To maintain intestinal homeostasis and avoid the development of inflammatory bowel disease (IBD), the immune system must develop tolerance towards the intestinal microbiota. This can be achieved, in part, through the action of inducible CD4+CD25+FOXP3+ regulatory T (TReg) cells, which produce the anti-inflammatory cytokine interleukin-10 (IL-10) and are induced in peripheral tissues, such as the colon. This study reveals that Bacteroides fragilis has an active role in promoting the development of inducible TReg cells and, consequently, inhibiting intestinal inflammation.

Bacteroides fragilis has an active role in promoting the development of inducible TReg cells

B. fragilis produces polysaccharide A (PSA), which is known to protect from inflammation by suppressing the production of the pro-inflammatory cytokine IL-17, so the authors assessed the effect of PSA on TReg cell induction in mice in vivo. PSA was required for the induction of IL-10-producing TReg cells in the colon; this depended on Toll-like receptor 2 (TLR2), as — following PSA treatment — Tlr2−/− mice produced similar levels of IL-10 to germ-free mice.
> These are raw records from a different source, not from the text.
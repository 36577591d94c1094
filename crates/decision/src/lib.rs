//! Experimentation and auto-optimization engine for content-generation
//! prompts
//!
//! This crate contains the decision core: the experiment manager runs
//! controlled champion/candidate comparisons and concludes them with a
//! two-proportion z-test; the variant generator proposes new candidates by
//! mutating underperforming champions according to observed performance
//! signals. The variant registry and metrics collector are external
//! collaborators reached through the traits in [`ports`].

pub mod errors;
pub mod experiment_manager;
pub mod mutations;
pub mod ports;
pub mod statistical;
pub mod store;
pub mod variant_generator;

pub use errors::{DecisionError, Result};
pub use experiment_manager::{CreateExperiment, ExperimentManager};
pub use mutations::{apply_mutation, apply_mutation_named, Transformation};
pub use ports::{MetricsCollector, VariantFilter, VariantRegistry};
pub use statistical::{analyze_experiment, ProportionZTest};
pub use store::{
    ExperimentStorage, ExperimentStore, JsonFileStorage, NullStorage, StorageError,
    StoreSnapshot,
};
pub use variant_generator::{GenerateOptions, VariantGenerator};
//! Model client port - interface for LLM backends.

use async_trait::async_trait;

use crate::domain::errors::LlmError;
use crate::domain::models::{RoleConfig, TokenUsage};

/// Response from one model call.
#[derive(Debug, Clone, PartialEq, Eq)]
pub struct LlmResponse {
    /// `None` when the backend returned no accessible text.
    pub text: Option<String>,
    pub stop_reason: Option<String>,
    pub usage: TokenUsage,
}

impl LlmResponse {
    /// Plain text response.
    pub fn text(text: impl Into<String>, usage: TokenUsage) -> Self {
        Self {
            text: Some(text.into()),
            stop_reason: Some("end_turn".to_string()),
            usage,
        }
    }

    /// Accessible text, or `Blocked` when the response carries none.
    pub fn accessible_text(&self) -> Result<&str, LlmError> {
        match self.text.as_deref() {
            Some(text) if !text.trim().is_empty() => Ok(text),
            _ => Err(LlmError::Blocked {
                reason: self
                    .stop_reason
                    .clone()
                    .unwrap_or_else(|| "empty response".to_string()),
            }),
        }
    }
}

/// Trait for model client implementations.
#[async_trait]
pub trait LlmClient: Send + Sync {
    /// Backend name used in logs.
    fn name(&self) -> &'static str;

    /// Send the ordered payload parts to the model configured by `role`.
    async fn generate(&self, role: &RoleConfig, payload: &[String]) -> Result<LlmResponse, LlmError>;
}
//! Split a model response into prose and fenced code blocks.

use regex::Regex;

use crate::domain::models::{CodeCandidate, CodeLanguage};

/// Prose segments and code blocks of one response, in order of appearance.
#[derive(Debug, Clone, Default, PartialEq, Eq)]
pub struct ParsedResponse {
    pub text_segments: Vec<String>,
    pub candidates: Vec<CodeCandidate>,
}

const FENCE_PATTERN: &str = r"(?s)```([A-Za-z0-9_+-]*)[ \t]*\r?\n(.*?)```";

/// Splits responses on triple-backtick fences.
#[derive(Debug, Clone)]
pub struct ResponseParser {
    fence: Regex,
}

impl ResponseParser {
    pub fn new() -> Result<Self, regex::Error> {
        Ok(Self {
            fence: Regex::new(FENCE_PATTERN)?,
        })
    }

    /// Extract fenced blocks; an untagged fence is `Text`, `python` is executable.
    pub fn parse(&self, text: &str) -> ParsedResponse {
        let mut parsed = ParsedResponse::default();
        let mut cursor = 0;

        for caps in self.fence.captures_iter(text) {
            let Some(whole) = caps.get(0) else { continue };
            push_segment(&mut parsed.text_segments, &text[cursor..whole.start()]);
            cursor = whole.end();

            let tag = caps.get(1).map_or("", |m| m.as_str());
            let body = caps.get(2).map_or("", |m| m.as_str());
            parsed.candidates.push(CodeCandidate {
                index: parsed.candidates.len(),
                language: CodeLanguage::from_tag(tag),
                source: body.trim_end_matches(['\n', '\r']).to_string(),
            });
        }
        push_segment(&mut parsed.text_segments, &text[cursor..]);
        parsed
    }
}

fn push_segment(segments: &mut Vec<String>, raw: &str) {
    let trimmed = raw.trim();
    if !trimmed.is_empty() {
        segments.push(trimmed.to_string());
    }
}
Furthermore, TReg cells isolated from the mesenteric lymph nodes of mice treated with PSA showed increased suppressive capacity towards naive T cells in vitro compared with TReg cells isolated from control mice, and had enhanced expression of several genes, including Il10.
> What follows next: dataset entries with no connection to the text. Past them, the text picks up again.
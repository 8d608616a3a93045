//! Logging infrastructure
//!
//! Structured logging using tracing and tracing-subscriber:
//! - JSON or pretty console output on stderr
//! - Rotating JSON log files via tracing-appender

pub mod config;
pub mod logger;

pub use config::{LogConfig, LogFormat, RotationPolicy};
pub use logger::LoggerImpl;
So what is the effect of PSA on colitis development? Mice with trinitrobenzene sulphonic acid (TNBS)-induced colitis that were treated with PSA had significantly more TReg cells in the mesenteric lymph nodes and higher expression of Foxp3 mRNA than non-colitic mice or colitic mice treated with saline. TReg cells isolated from colitic PSA-treated mice also showed an increased suppressive capacity towards effector T cells in vitro. PSA-mediated protection depended on TLR2, as Tlr2−/− mice were not protected from inflammation by PSA treatment.
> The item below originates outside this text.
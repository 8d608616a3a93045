//! Puzzle task loading from JSON files

pub mod loader;

pub use loader::{load_tasks, TaskLoadError};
Together, these findings suggest that B. fragilis PSA promotes the induction of IL-10-producing TReg cells in a TLR2-dependent manner, and that these cells mediate tolerance towards the intestinal microbiota. As this study found that PSA treatment both before and after TNBS-mediated colitis induction markedly prevented colitis development in vivo, future work on the immunomodulatory properties of this polysaccharide could lead to the development of treatments for IBD.